Your instructions: Each line of the data below that contains "OsRng" must be copied.

Data to process:
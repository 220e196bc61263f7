//! Graduation bookkeeping in the local git history.
//!
//! Each successful graduation leaves a lightweight tag
//! `<environment>/<YYYYMMDDHHMMSS>` at HEAD. The next run diffs against the
//! newest such tag to decide whether there is anything to graduate.

use std::path::{Path, PathBuf};
use std::process::Command;

use chrono::Utc;

use crate::error::{GraduateError, Result};

const TAG_TIMESTAMP: &str = "%Y%m%d%H%M%S";

pub struct History {
    git: PathBuf,
    root: PathBuf,
}

impl History {
    pub fn new(root: &Path, git: &str) -> Result<Self> {
        let git =
            which::which(git).map_err(|_| GraduateError::ProgramNotFound(git.to_string()))?;
        Ok(Self {
            git,
            root: root.to_path_buf(),
        })
    }

    fn run(&self, args: &[&str]) -> Result<String> {
        let output = Command::new(&self.git)
            .args(args)
            .current_dir(&self.root)
            .output()
            .map_err(|e| GraduateError::Git(format!("failed to run git: {e}")))?;
        if !output.status.success() {
            let stderr = String::from_utf8_lossy(&output.stderr);
            return Err(GraduateError::Git(format!(
                "git {} failed: {}",
                args.join(" "),
                stderr.trim()
            )));
        }
        Ok(String::from_utf8_lossy(&output.stdout).into_owned())
    }

    /// Refuse to graduate with uncommitted changes to tracked files.
    pub fn ensure_clean(&self) -> Result<()> {
        let status = self.run(&["status", "--porcelain", "--untracked-files=no"])?;
        if !status.trim().is_empty() {
            return Err(GraduateError::DirtyWorkingTree);
        }
        Ok(())
    }

    /// Newest graduation tag for `env`, if any.
    pub fn latest_tag(&self, env: &str) -> Result<Option<String>> {
        let pattern = format!("{env}/*");
        let out = self.run(&["tag", "--list", &pattern])?;
        Ok(out
            .lines()
            .map(str::trim)
            .filter(|l| !l.is_empty())
            .max()
            .map(str::to_string))
    }

    /// One-line log entries for commits in `tag..HEAD`.
    pub fn changes_since(&self, tag: &str) -> Result<Vec<String>> {
        let range = format!("{tag}..HEAD");
        let out = self.run(&["log", "--oneline", &range])?;
        Ok(out
            .lines()
            .filter(|l| !l.trim().is_empty())
            .map(str::to_string)
            .collect())
    }

    /// Tag HEAD as graduated to `env` and return the tag name.
    ///
    /// A second graduation within the same second gets a `.N` suffix so
    /// tags never collide and still sort after the first.
    pub fn record_graduation(&self, env: &str) -> Result<String> {
        let base = format!("{env}/{}", Utc::now().format(TAG_TIMESTAMP));
        let mut tag = base.clone();
        let mut n = 1;
        while self.tag_exists(&tag)? {
            tag = format!("{base}.{n}");
            n += 1;
        }
        self.run(&["tag", &tag, "HEAD"])?;
        Ok(tag)
    }

    fn tag_exists(&self, tag: &str) -> Result<bool> {
        let out = self.run(&["tag", "--list", tag])?;
        Ok(!out.trim().is_empty())
    }
}

/// What changed since the last graduation to an environment.
#[derive(Debug, Clone, PartialEq, Eq)]
pub enum Changeset {
    /// No previous graduation to this environment.
    FirstGraduation,
    Since { tag: String, commits: Vec<String> },
}

impl Changeset {
    pub fn is_empty(&self) -> bool {
        matches!(self, Changeset::Since { commits, .. } if commits.is_empty())
    }
}

pub fn changeset(history: &History, env: &str) -> Result<Changeset> {
    match history.latest_tag(env)? {
        None => Ok(Changeset::FirstGraduation),
        Some(tag) => {
            let commits = history.changes_since(&tag)?;
            Ok(Changeset::Since { tag, commits })
        }
    }
}
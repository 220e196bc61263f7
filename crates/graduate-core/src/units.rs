use crate::error::{GraduateError, Result};
use serde::Serialize;
use std::path::{Path, PathBuf};

/// One application being promoted.
#[derive(Debug, Clone, PartialEq, Eq, Serialize)]
pub struct Unit {
    pub name: String,
    pub path: PathBuf,
}

/// Enumerate the units under `<root>/<apps_dir>`: immediate, non-hidden
/// subdirectories sorted by name. The order fixes both push order and
/// unwind order.
pub fn discover(root: &Path, apps_dir: &str) -> Result<Vec<Unit>> {
    let dir = root.join(apps_dir);
    if !dir.is_dir() {
        return Err(GraduateError::NoUnits(apps_dir.to_string()));
    }

    let mut units = Vec::new();
    for entry in std::fs::read_dir(&dir)? {
        let entry = entry?;
        if !entry.file_type()?.is_dir() {
            continue;
        }
        let name = entry.file_name().to_string_lossy().into_owned();
        if name.starts_with('.') {
            continue;
        }
        units.push(Unit {
            name,
            path: entry.path(),
        });
    }

    if units.is_empty() {
        return Err(GraduateError::NoUnits(apps_dir.to_string()));
    }
    units.sort_by(|a, b| a.name.cmp(&b.name));
    Ok(units)
}
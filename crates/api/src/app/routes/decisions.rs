//! Decision log for residents: paginated, filterable, sortable mock data.
//!
//! Data lives in memory; a real deployment would query a database and keep
//! the same response envelope.

use axum::{Json, extract::Query};
use chrono::NaiveDate;
use serde::Deserialize;

use crate::app::dto::{
    Decision, DecisionLogResponse, DecisionStatus, PageableView, SortView, Votes,
};

#[derive(Debug, Deserialize)]
pub struct DecisionLogQuery {
    #[serde(default)]
    pub page: usize,
    #[serde(default = "default_size")]
    pub size: usize,
    #[serde(default = "default_sort")]
    pub sort: String,
    pub category: Option<String>,
    pub status: Option<String>,
}

fn default_size() -> usize {
    10
}

fn default_sort() -> String {
    "date".to_string()
}

/// GET /mieszkaniec/decision-log
pub async fn decision_log(Query(query): Query<DecisionLogQuery>) -> Json<DecisionLogResponse> {
    let mut decisions = mock_decisions();

    if let Some(category) = &query.category {
        decisions.retain(|d| &d.category == category);
    }
    if let Some(status) = query.status.as_deref().and_then(parse_status) {
        decisions.retain(|d| d.status == status);
    }

    match query.sort.as_str() {
        "date" => decisions.sort_by(|a, b| b.date.cmp(&a.date)),
        "category" => decisions.sort_by(|a, b| a.category.cmp(&b.category)),
        "status" => decisions.sort_by(|a, b| a.status.cmp(&b.status)),
        _ => {}
    }

    let size = query.size.max(1);
    let page = query.page;
    let total_elements = decisions.len();
    let total_pages = total_elements.div_ceil(size);
    // `page` comes straight off the query string; keep the arithmetic
    // saturating so absurd values clamp instead of overflowing.
    let offset = page.saturating_mul(size);
    let end = offset.saturating_add(size).min(total_elements);
    let content: Vec<Decision> = if offset < total_elements {
        decisions[offset..end].to_vec()
    } else {
        Vec::new()
    };

    let number_of_elements = content.len();
    Json(DecisionLogResponse {
        content,
        total_elements,
        total_pages,
        size,
        number: page,
        first: page == 0,
        last: page.saturating_add(1) >= total_pages,
        number_of_elements,
        pageable: PageableView {
            sort: SortView { sorted: true, unsorted: false, empty: false },
            page_number: page,
            page_size: size,
            offset,
            paged: true,
            unpaged: false,
        },
    })
}

fn parse_status(value: &str) -> Option<DecisionStatus> {
    match value {
        "active" => Some(DecisionStatus::Active),
        "completed" => Some(DecisionStatus::Completed),
        "cancelled" => Some(DecisionStatus::Cancelled),
        _ => None,
    }
}

fn date(year: i32, month: u32, day: u32) -> NaiveDate {
    // All mock dates are valid literals.
    NaiveDate::from_ymd_opt(year, month, day).unwrap()
}

fn mock_decisions() -> Vec<Decision> {
    vec![
        Decision {
            id: "1".into(),
            title: "Remont klatki schodowej".into(),
            description: "Zatwierdzenie planu remontu klatki schodowej A, obejmującego malowanie ścian, wymianę oświetlenia i naprawę poręczy.".into(),
            date: date(2024, 1, 15),
            category: "Remonty".into(),
            status: DecisionStatus::Active,
            votes: Votes { votes_for: 45, against: 12, abstain: 8 },
            approval_date: Some(date(2024, 1, 20)),
            documents: vec!["Plan_remontu.pdf".into(), "Kosztorys.pdf".into()],
        },
        Decision {
            id: "2".into(),
            title: "Wymiana systemu ogrzewania".into(),
            description: "Decyzja o wymianie przestarzałego systemu ogrzewania na nowoczesny system gazowy z indywidualnymi licznikami.".into(),
            date: date(2024, 1, 10),
            category: "Infrastruktura".into(),
            status: DecisionStatus::Completed,
            votes: Votes { votes_for: 52, against: 8, abstain: 5 },
            approval_date: Some(date(2024, 1, 15)),
            documents: vec!["Analiza_kosztów.pdf".into(), "Umowa_z_firmą.pdf".into()],
        },
        Decision {
            id: "3".into(),
            title: "Zwiększenie opłat za administrację".into(),
            description: "Podwyższenie miesięcznych opłat za administrację o 15% w związku z rosnącymi kosztami utrzymania budynku.".into(),
            date: date(2024, 1, 5),
            category: "Finanse".into(),
            status: DecisionStatus::Active,
            votes: Votes { votes_for: 38, against: 25, abstain: 2 },
            approval_date: None,
            documents: vec!["Analiza_finansowa.pdf".into()],
        },
        Decision {
            id: "4".into(),
            title: "Instalacja systemu monitoringu".into(),
            description: "Zatwierdzenie instalacji systemu kamer monitoringu w częściach wspólnych budynku.".into(),
            date: date(2023, 12, 20),
            category: "Bezpieczeństwo".into(),
            status: DecisionStatus::Completed,
            votes: Votes { votes_for: 48, against: 15, abstain: 2 },
            approval_date: Some(date(2023, 12, 25)),
            documents: vec!["Specyfikacja_techniczna.pdf".into(), "Umowa_instalacyjna.pdf".into()],
        },
        Decision {
            id: "5".into(),
            title: "Zmiana regulaminu wspólnoty".into(),
            description: "Aktualizacja regulaminu wspólnoty mieszkaniowej w związku z nowymi przepisami prawa.".into(),
            date: date(2023, 12, 10),
            category: "Regulamin".into(),
            status: DecisionStatus::Active,
            votes: Votes { votes_for: 42, against: 18, abstain: 5 },
            approval_date: None,
            documents: vec!["Nowy_regulamin.pdf".into(), "Porównanie_zmian.pdf".into()],
        },
    ]
}
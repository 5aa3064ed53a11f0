use axum::http::StatusCode;
use axum::response::IntoResponse;

/// Uniform denial: empty 401 for every authentication/authorization failure.
///
/// Bad credentials, bad tokens, and insufficient roles must stay
/// indistinguishable on the wire.
pub fn unauthorized() -> axum::response::Response {
    StatusCode::UNAUTHORIZED.into_response()
}

pub fn internal_error() -> axum::response::Response {
    StatusCode::INTERNAL_SERVER_ERROR.into_response()
}
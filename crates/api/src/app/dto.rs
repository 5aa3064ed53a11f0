use chrono::NaiveDate;
use serde::{Deserialize, Serialize};

// -------------------------
// Auth
// -------------------------

#[derive(Debug, Deserialize)]
pub struct LoginRequest {
    pub username: String,
    pub password: String,
}

#[derive(Debug, Serialize)]
pub struct LoginResponse {
    pub token: String,
    #[serde(rename = "type")]
    pub token_type: &'static str,
}

impl LoginResponse {
    pub fn bearer(token: String) -> Self {
        Self { token, token_type: "Bearer" }
    }
}

// -------------------------
// Status
// -------------------------

#[derive(Debug, Serialize)]
pub struct StatusResponse {
    pub code: u16,
    pub status: &'static str,
    pub commit: String,
}

// -------------------------
// Decision log
// -------------------------

#[derive(Debug, Clone, Copy, PartialEq, Eq, PartialOrd, Ord, Serialize)]
#[serde(rename_all = "lowercase")]
pub enum DecisionStatus {
    Active,
    Completed,
    Cancelled,
}

#[derive(Debug, Clone, Serialize)]
pub struct Votes {
    #[serde(rename = "votesFor")]
    pub votes_for: u32,
    pub against: u32,
    pub abstain: u32,
}

#[derive(Debug, Clone, Serialize)]
#[serde(rename_all = "camelCase")]
pub struct Decision {
    pub id: String,
    pub title: String,
    pub description: String,
    pub date: NaiveDate,
    pub category: String,
    pub status: DecisionStatus,
    pub votes: Votes,
    #[serde(skip_serializing_if = "Option::is_none")]
    pub approval_date: Option<NaiveDate>,
    pub documents: Vec<String>,
}

#[derive(Debug, Serialize)]
pub struct SortView {
    pub sorted: bool,
    pub unsorted: bool,
    pub empty: bool,
}

#[derive(Debug, Serialize)]
#[serde(rename_all = "camelCase")]
pub struct PageableView {
    pub sort: SortView,
    pub page_number: usize,
    pub page_size: usize,
    pub offset: usize,
    pub paged: bool,
    pub unpaged: bool,
}

/// Page envelope mirroring the shape the frontend consumes.
#[derive(Debug, Serialize)]
#[serde(rename_all = "camelCase")]
pub struct DecisionLogResponse {
    pub content: Vec<Decision>,
    pub total_elements: usize,
    pub total_pages: usize,
    pub size: usize,
    pub number: usize,
    pub first: bool,
    pub last: bool,
    pub number_of_elements: usize,
    pub pageable: PageableView,
}
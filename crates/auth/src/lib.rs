//! `osiedle-auth` — pure authentication/authorization boundary.
//!
//! This crate is intentionally decoupled from HTTP and storage: it knows how
//! to verify passwords, mint and verify bearer tokens, and answer role
//! implication questions, but it never touches a request or a database.

pub mod authenticate;
pub mod claims;
pub mod credentials;
pub mod hierarchy;
pub mod principal;
pub mod roles;
pub mod token;

pub use authenticate::{AuthFailure, Authenticator};
pub use claims::AccessClaims;
pub use credentials::{Credential, CredentialError, CredentialRepository, InMemoryCredentialRepository};
pub use hierarchy::{HierarchyError, RoleHierarchy, RoleHierarchyBuilder};
pub use principal::Principal;
pub use roles::Role;
pub use token::{TokenError, TokenService};
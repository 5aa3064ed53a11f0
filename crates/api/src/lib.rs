//! HTTP API: server, routing, and request/response mapping.

pub mod app;
pub mod config;
pub mod context;
pub mod guard;
pub mod middleware;
pub mod variant;
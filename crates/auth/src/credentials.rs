//! Credential store: fixed username → (password hash, role set) table.
//!
//! The repository is an injected dependency rather than a process-wide
//! global, so a database-backed implementation can replace the in-memory one
//! without touching the auth logic.

use std::collections::HashMap;

use argon2::{
    Argon2,
    password_hash::{PasswordHash, PasswordHasher, PasswordVerifier, SaltString, rand_core::OsRng},
};
use thiserror::Error;

use crate::Role;

#[derive(Debug, Error)]
pub enum CredentialError {
    #[error("password hashing failed: {0}")]
    Hash(String),
}

/// A stored login credential. Created at process start, immutable afterwards;
/// there is no registration or update path.
#[derive(Debug, Clone)]
pub struct Credential {
    pub id: String,
    pub username: String,
    password_hash: String,
    pub roles: Vec<Role>,
}

impl Credential {
    /// Hash `password` with argon2 and a fresh random salt.
    pub fn new(
        id: impl Into<String>,
        username: impl Into<String>,
        password: &str,
        roles: Vec<Role>,
    ) -> Result<Self, CredentialError> {
        let salt = SaltString::generate(&mut OsRng);
        let password_hash = Argon2::default()
            .hash_password(password.as_bytes(), &salt)
            .map_err(|e| CredentialError::Hash(e.to_string()))?
            .to_string();

        Ok(Self {
            id: id.into(),
            username: username.into(),
            password_hash,
            roles,
        })
    }

    pub fn verify_password(&self, presented: &str) -> bool {
        let Ok(parsed) = PasswordHash::new(&self.password_hash) else {
            return false;
        };
        Argon2::default()
            .verify_password(presented.as_bytes(), &parsed)
            .is_ok()
    }
}

/// Lookup contract for credentials.
///
/// Unknown usernames are not an error; the caller decides failure semantics
/// (login collapses unknown user and wrong password into one response).
pub trait CredentialRepository: Send + Sync {
    /// Exact-match, case-sensitive lookup.
    fn find_by_username(&self, username: &str) -> Option<&Credential>;
}

/// In-memory repository seeded once at startup.
#[derive(Debug, Default)]
pub struct InMemoryCredentialRepository {
    users: HashMap<String, Credential>,
}

impl InMemoryCredentialRepository {
    pub fn new(credentials: impl IntoIterator<Item = Credential>) -> Self {
        Self {
            users: credentials
                .into_iter()
                .map(|c| (c.username.clone(), c))
                .collect(),
        }
    }
}

impl CredentialRepository for InMemoryCredentialRepository {
    fn find_by_username(&self, username: &str) -> Option<&Credential> {
        self.users.get(username)
    }
}
use osiedle_auth::{Principal, Role};

/// Principal context for a request (authenticated identity + roles).
///
/// Inserted as a request extension by the guard middleware; absent on public
/// routes.
#[derive(Debug, Clone, PartialEq, Eq)]
pub struct PrincipalContext {
    principal: Principal,
}

impl PrincipalContext {
    pub fn new(principal: Principal) -> Self {
        Self { principal }
    }

    pub fn username(&self) -> &str {
        &self.principal.username
    }

    pub fn roles(&self) -> impl Iterator<Item = &Role> {
        self.principal.roles.iter()
    }

    pub fn principal(&self) -> &Principal {
        &self.principal
    }
}
use chrono::{DateTime, Utc};
use serde::{Deserialize, Serialize};

use crate::Role;

/// Payload of an access token.
///
/// Timestamps are numeric seconds since the epoch, the usual JWT registered
/// claim encoding. `iat` is informational; only `exp` participates in
/// validation.
#[derive(Debug, Clone, PartialEq, Eq, Serialize, Deserialize)]
pub struct AccessClaims {
    /// Subject: the authenticated username.
    pub sub: String,

    /// Role names granted to the subject at issuance time.
    pub roles: Vec<String>,

    /// Issued-at, seconds since the epoch.
    pub iat: i64,

    /// Expiry, seconds since the epoch.
    pub exp: i64,
}

impl AccessClaims {
    pub fn new(sub: impl Into<String>, roles: Vec<String>, issued_at: DateTime<Utc>, expires_at: DateTime<Utc>) -> Self {
        Self {
            sub: sub.into(),
            roles,
            iat: issued_at.timestamp(),
            exp: expires_at.timestamp(),
        }
    }

    /// A token is expired once its expiry is not strictly in the future.
    pub fn is_expired(&self, now: DateTime<Utc>) -> bool {
        self.exp <= now.timestamp()
    }

    /// Role names converted into [`Role`] values, unfiltered.
    ///
    /// Callers that care about the process role vocabulary filter these
    /// against the configured hierarchy (see
    /// [`Authenticator`](crate::Authenticator)).
    pub fn role_claims(&self) -> impl Iterator<Item = Role> + '_ {
        self.roles.iter().map(|name| Role::new(name.clone()))
    }
}
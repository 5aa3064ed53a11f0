use std::collections::HashSet;

use crate::{Role, RoleHierarchy};

/// The authenticated identity derived from a verified token.
#[derive(Debug, Clone, PartialEq, Eq)]
pub struct Principal {
    pub username: String,
    pub roles: HashSet<Role>,
}

impl Principal {
    pub fn new(username: impl Into<String>, roles: impl IntoIterator<Item = Role>) -> Self {
        Self {
            username: username.into(),
            roles: roles.into_iter().collect(),
        }
    }

    /// Whether any granted role satisfies `required` under the hierarchy.
    pub fn satisfies(&self, hierarchy: &RoleHierarchy, required: &Role) -> bool {
        self.roles.iter().any(|granted| hierarchy.implies(granted, required))
    }
}
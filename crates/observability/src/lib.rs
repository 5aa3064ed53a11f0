//! Shared tracing/logging setup for the osiedle services.

/// Tracing configuration (filters, formatting).
pub mod tracing;

/// Initialize process-wide observability.
///
/// Safe to call multiple times; subsequent calls become no-ops.
pub fn init() {
    tracing::init();
}
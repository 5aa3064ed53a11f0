use std::sync::Arc;

use axum::{Extension, Json};

use crate::app::AppState;
use crate::app::dto::StatusResponse;

/// GET /_status — public deployment probe.
pub async fn status(Extension(state): Extension<Arc<AppState>>) -> Json<StatusResponse> {
    Json(StatusResponse {
        code: 200,
        status: "OK",
        commit: state.commit.clone(),
    })
}
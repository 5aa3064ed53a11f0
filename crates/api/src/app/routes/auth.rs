//! Login: password check against the credential store, then token issuance.

use std::sync::Arc;

use axum::{Extension, Json, http::StatusCode, response::IntoResponse};
use chrono::Utc;

use crate::app::dto::{LoginRequest, LoginResponse};
use crate::app::{AppState, errors};

/// POST /login
///
/// Unknown username and wrong password produce the same empty 401, so the
/// endpoint cannot be used to enumerate users.
pub async fn login(
    Extension(state): Extension<Arc<AppState>>,
    Json(request): Json<LoginRequest>,
) -> axum::response::Response {
    let Some(credential) = state.credentials.find_by_username(&request.username) else {
        return errors::unauthorized();
    };

    if !credential.verify_password(&request.password) {
        return errors::unauthorized();
    }

    match state.tokens.issue(&credential.username, &credential.roles, Utc::now()) {
        Ok(token) => {
            tracing::info!(username = %credential.username, "login succeeded");
            (StatusCode::OK, Json(LoginResponse::bearer(token))).into_response()
        }
        Err(err) => {
            tracing::error!(error = %err, "token issuance failed");
            errors::internal_error()
        }
    }
}
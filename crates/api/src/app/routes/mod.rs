use axum::{
    Router,
    routing::{get, post},
};

use crate::variant::Variant;

pub mod auth;
pub mod data;
pub mod decisions;
pub mod system;

/// Full routing tree for the selected variant.
///
/// Role gating happens in the guard middleware against the variant's route
/// table, not here; this is only handler wiring.
pub fn router(variant: Variant) -> Router {
    let base = Router::new()
        .route("/login", post(auth::login))
        .route("/_status", get(system::status));

    match variant {
        Variant::Osiedle => base
            .route("/mieszkaniec", get(data::mieszkaniec))
            .route("/mieszkaniec/decision-log", get(decisions::decision_log))
            .route("/zarzad", get(data::zarzad))
            .route("/administrator", get(data::administrator)),
        Variant::Demo => base
            .route("/user", get(data::user))
            .route("/moderator", get(data::moderator))
            .route("/administrator", get(data::administrator)),
    }
}
use std::borrow::Cow;

use serde::{Deserialize, Serialize};

/// Role identifier used for access decisions.
///
/// Roles are opaque names at this layer; which names exist, and which imply
/// which, is decided by the [`RoleHierarchy`](crate::RoleHierarchy) a process
/// is configured with. The two deployment variants carry different
/// vocabularies (MIESZKANIEC/ZARZAD/ADMINISTRATOR vs
/// USER/MODERATOR/ADMINISTRATOR), so roles are data rather than a compiled
/// enum.
#[derive(Debug, Clone, PartialEq, Eq, Hash, Serialize, Deserialize)]
#[serde(transparent)]
pub struct Role(Cow<'static, str>);

impl Role {
    pub fn new(name: impl Into<Cow<'static, str>>) -> Self {
        Self(name.into())
    }

    pub fn as_str(&self) -> &str {
        &self.0
    }
}

impl core::fmt::Display for Role {
    fn fmt(&self, f: &mut core::fmt::Formatter<'_>) -> core::fmt::Result {
        f.write_str(&self.0)
    }
}

impl From<&'static str> for Role {
    fn from(name: &'static str) -> Self {
        Self::new(name)
    }
}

Reply to the exercise:
    password_hash::{PasswordHash, PasswordHasher, PasswordVerifier, SaltString, rand_core::OsRng},
        let salt = SaltString::generate(&mut OsRng);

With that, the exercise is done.